I’m on The Land where the Vision Quest ceremony will take place and its beauty defies description. Call up in your mind every beautiful image of “Vermont Farm with adjacent forest” and multiply that. This is an exquisite place for me and five or six others to go out “on our blankets.” We don’t go together of course, the Hambleycha ceremony is a solitary one– each person taken to a different part of the forest and left there alone to pray and meditate or as the word Hambleycha means literally, to “cry for a vision.” “Cry” as in call out for, I believe, although my first experience with this ceremony did involve some weeping. I’ll show up for anything that comes up or comes forth; I’ll let Wonka Tonka (The Great Mystery) drive.

There’s no cell service out here.
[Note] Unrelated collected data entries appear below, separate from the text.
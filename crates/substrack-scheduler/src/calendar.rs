//! Calendar-day helpers in a fixed-offset zone.

use chrono::{DateTime, FixedOffset, NaiveDate, Offset, Utc};
use substrack_core::error::{Result, SubsTrackError};

/// Zone used to decide which calendar day an instant falls on.
#[derive(Debug, Clone, Copy, PartialEq, Eq)]
pub struct CalendarZone {
    offset: FixedOffset,
}

impl Default for CalendarZone {
    fn default() -> Self {
        Self::utc()
    }
}

impl CalendarZone {
    pub fn utc() -> Self {
        Self { offset: Utc.fix() }
    }

    pub fn from_offset(offset: FixedOffset) -> Self {
        Self { offset }
    }

    /// Parse `UTC`, `Z`, `+08:00`, `-0530`, `UTC+8` or `GMT-05:30`.
    pub fn parse(value: &str) -> Result<Self> {
        let trimmed = value.trim();
        let upper = trimmed.to_ascii_uppercase();
        let rest = upper
            .strip_prefix("UTC")
            .or_else(|| upper.strip_prefix("GMT"))
            .unwrap_or(&upper);
        if rest.is_empty() || rest == "Z" {
            return Ok(Self::utc());
        }

        let invalid = || SubsTrackError::config(format!("Unsupported timezone {trimmed:?}, expected a UTC offset"));
        let (sign, digits) = match rest.as_bytes().first() {
            Some(b'+') => (1, &rest[1..]),
            Some(b'-') => (-1, &rest[1..]),
            _ => return Err(invalid()),
        };
        let (hours, minutes) = match digits.split_once(':') {
            Some((h, m)) => (h, m),
            None if digits.len() == 4 => digits.split_at(2),
            None => (digits, "0"),
        };
        let hours: i32 = hours.parse().map_err(|_| invalid())?;
        let minutes: i32 = minutes.parse().map_err(|_| invalid())?;
        if hours > 14 || minutes > 59 {
            return Err(invalid());
        }
        FixedOffset::east_opt(sign * (hours * 3600 + minutes * 60))
            .map(Self::from_offset)
            .ok_or_else(invalid)
    }

    /// Calendar date of `instant` in this zone.
    pub fn date_of(&self, instant: DateTime<Utc>) -> NaiveDate {
        instant.with_timezone(&self.offset).date_naive()
    }

    /// Whole calendar days from `from`'s midnight to `to`'s midnight.
    /// Negative when `to` falls on an earlier day.
    pub fn days_between(&self, from: DateTime<Utc>, to: DateTime<Utc>) -> i64 {
        (self.date_of(to) - self.date_of(from)).num_days()
    }

    pub fn same_day(&self, a: DateTime<Utc>, b: DateTime<Utc>) -> bool {
        self.date_of(a) == self.date_of(b)
    }
}

#[cfg(test)]
mod tests {
    use super::*;
    use chrono::TimeZone;

    fn at(y: i32, m: u32, d: u32, h: u32, min: u32) -> DateTime<Utc> {
        Utc.with_ymd_and_hms(y, m, d, h, min, 0).unwrap()
    }

    #[test]
    fn test_days_between_ignores_time_of_day() {
        let zone = CalendarZone::utc();
        assert_eq!(zone.days_between(at(2024, 1, 1, 23, 59), at(2024, 1, 8, 0, 1)), 7);
        assert_eq!(zone.days_between(at(2024, 1, 8, 0, 1), at(2024, 1, 8, 23, 0)), 0);
        assert_eq!(zone.days_between(at(2024, 1, 9, 0, 0), at(2024, 1, 8, 23, 0)), -1);
    }

    #[test]
    fn test_offset_zone_shifts_day_boundary() {
        let taipei = CalendarZone::parse("+08:00").unwrap();
        // 2024-01-10T20:00Z is already Jan 11 in UTC+8.
        let instant = at(2024, 1, 10, 20, 0);
        assert_eq!(taipei.date_of(instant), NaiveDate::from_ymd_opt(2024, 1, 11).unwrap());
        assert!(!taipei.same_day(instant, at(2024, 1, 10, 8, 0)));
        assert!(CalendarZone::utc().same_day(instant, at(2024, 1, 10, 8, 0)));
    }

    #[test]
    fn test_parse_forms() {
        assert_eq!(CalendarZone::parse("UTC").unwrap(), CalendarZone::utc());
        assert_eq!(CalendarZone::parse("Z").unwrap(), CalendarZone::utc());
        let minus = CalendarZone::parse("-0530").unwrap();
        assert_eq!(minus.date_of(at(2024, 1, 1, 5, 0)), NaiveDate::from_ymd_opt(2023, 12, 31).unwrap());
        assert_eq!(CalendarZone::parse("UTC+8").unwrap(), CalendarZone::parse("+08:00").unwrap());
        assert_eq!(CalendarZone::parse("gmt-05:30").unwrap(), minus);
    }

    #[test]
    fn test_parse_rejects_names() {
        assert!(CalendarZone::parse("Asia/Taipei").is_err());
        assert!(CalendarZone::parse("+25:00").is_err());
    }
}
My plan is to drive tomorrow morning to where I do get service and use my mobile hotspot to post this blog. We don’t go out on our blankets– Oh! I do want to say one more thing about the “solitary” nature of this sacred ceremony. Even though I said we are each out “alone” I can tell you from my first Vision Quest that I was not alone out there. That is all I’ll say about that but it did bear correction. So, as I was saying, we won’t go out on our blankets until Monday night and although this is my year to stay out for only two days and nights (“only” haha), I will keep by the fire when I return and pray deeply for the others who are in year three or four. The nature of the Vision Quest in this particular tradition is that you stay out for one night the first year, two nights the second, and so fourth up to the fourth year. To commit to Quest is a commitment to go out for four years. Last year was actually to be my second year but just before I was to leave, Mother became very ill and it was impractical for me to make the trip. My sacred duty as her son kept me at her side, this I did with the blessing of the Medicine Woman who is acting as Intercessor for me in this four-year commitment.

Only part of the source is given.